Je suis affamée. De choses inutiles, inaccessibles, pas raisonnables.

Je comble le manque à la magie du code secret de carte bleue, pour une énième paire de chaussures que je mettrais tout au plus à deux occasions et qui une fois dans le dressing ne sont déjà plus si intéressantes.
J'ai soif de changement, et plutôt que de m'attaquer au vrai problème je pense "un nouveau piercing ? non plutôt un tatouage cette fois".
J'aveugle le vide, du moins j'essaye de le remplir tant bien que mal à coup d'objets et de nouveautés, de pulsions mal contrôlées, d'ennui détourné.

Et çà marche, au moins un moment. Çà passe le temps, toujours çà de pris, de moins à ruminer, à réfléchir, à avancer. Un peu de temps de gagné pour continuer à stagner... mais dans une paire de nouvelles ballerines.

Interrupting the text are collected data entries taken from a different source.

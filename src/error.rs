//! Error types for each pipeline stage.
//!
//! Every stage reports failure through its own enum so the pipeline can tell
//! "nothing to work with" apart from a transport fault, and so the delivery
//! loop can name what went wrong on each attempt.

use thiserror::Error;

/// Failures while fetching the market context.
#[derive(Debug, Error)]
pub enum FetchError {
    /// Transport, timeout, or body read failure.
    #[error("request to news source failed: {0}")]
    Http(#[from] reqwest::Error),

    /// The source answered with a non-success status.
    #[error("news source returned HTTP {0}")]
    Status(u16),

    /// The configured headline selector is not valid CSS.
    #[error("invalid headline selector `{0}`")]
    Selector(String),

    /// The page parsed but no non-empty headline matched.
    #[error("no headlines found on the news source")]
    NoHeadlines,
}

impl FetchError {
    /// Whether retrying the fetch later could plausibly succeed.
    pub fn is_transient(&self) -> bool {
        match self {
            FetchError::Http(e) => e.is_timeout() || e.is_connect() || e.is_request(),
            FetchError::Status(code) => *code == 429 || *code >= 500,
            FetchError::Selector(_) | FetchError::NoHeadlines => false,
        }
    }
}

/// Failures while asking the language model for a post.
#[derive(Debug, Error)]
pub enum GenerateError {
    #[error("OPENAI_KEY is not set")]
    MissingApiKey,

    #[error("completion request failed: {0}")]
    Http(#[from] reqwest::Error),

    /// Non-success status from the API, with its error message when decodable.
    #[error("completion API returned HTTP {status}: {message}")]
    Api { status: u16, message: String },

    #[error("could not decode completion response: {0}")]
    Decode(#[from] serde_json::Error),

    /// The API answered but produced no usable text.
    #[error("completion response contained no content")]
    EmptyCompletion,
}

impl GenerateError {
    /// Timeouts, rate limits, and server errors are transient; everything else
    /// (bad key, bad request, empty output) will fail the same way again.
    pub fn is_transient(&self) -> bool {
        match self {
            GenerateError::Http(e) => e.is_timeout() || e.is_connect(),
            GenerateError::Api { status, .. } => *status == 429 || *status >= 500,
            GenerateError::MissingApiKey
            | GenerateError::Decode(_)
            | GenerateError::EmptyCompletion => false,
        }
    }
}

/// Failure of a single delivery attempt.
#[derive(Debug, Error)]
pub enum DeliveryError {
    /// Sender account, app password, or recipient absent from configuration.
    #[error("missing mail setting: {0} is not set")]
    MissingSetting(&'static str),

    /// The server rejected the login.
    #[error("SMTP authentication failed: {0}")]
    Auth(String),

    #[error("invalid email address: {0}")]
    Address(#[from] lettre::address::AddressError),

    #[error("could not build email message: {0}")]
    Build(#[from] lettre::error::Error),

    #[error("SMTP error: {0}")]
    Smtp(#[from] lettre::transport::smtp::Error),
}

impl DeliveryError {
    /// Short name of the failure, used in per-attempt log lines.
    pub fn kind(&self) -> &'static str {
        match self {
            DeliveryError::MissingSetting(_) => "MissingSetting",
            DeliveryError::Auth(_) => "AuthenticationError",
            DeliveryError::Address(_) => "AddressError",
            DeliveryError::Build(_) => "BuildError",
            DeliveryError::Smtp(e) if e.is_permanent() => "SmtpPermanentError",
            DeliveryError::Smtp(e) if e.is_transient() => "SmtpTransientError",
            DeliveryError::Smtp(_) => "SmtpError",
        }
    }
}

/// Failure to write or read a saved post.
#[derive(Debug, Error)]
pub enum PersistError {
    #[error("filesystem error: {0}")]
    Io(#[from] std::io::Error),

    #[error("failure record JSON error: {0}")]
    Json(#[from] serde_json::Error),
}

/// Invalid configuration values detected at startup.
#[derive(Debug, Error)]
pub enum ConfigError {
    #[error("invalid URL for {field}: {source}")]
    InvalidUrl {
        field: &'static str,
        #[source]
        source: url::ParseError,
    },
}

Dans les films ou les romans, les grands changements sont toujours symbolisés par de l'eau : une résolution prise sous le douche, un baiser sous la pluie... Moi je voudrais être inondée, que çà déborde, que çà fuit, exsudé par tous les bords mais pour le moment je resserre juste les vannes. Plutôt que l'eau je choisis l'encre, celle indélébile qui marquera ce tournant ou tout du moins fera office de détournement... (souhaitons-la plus efficace que les chaussures).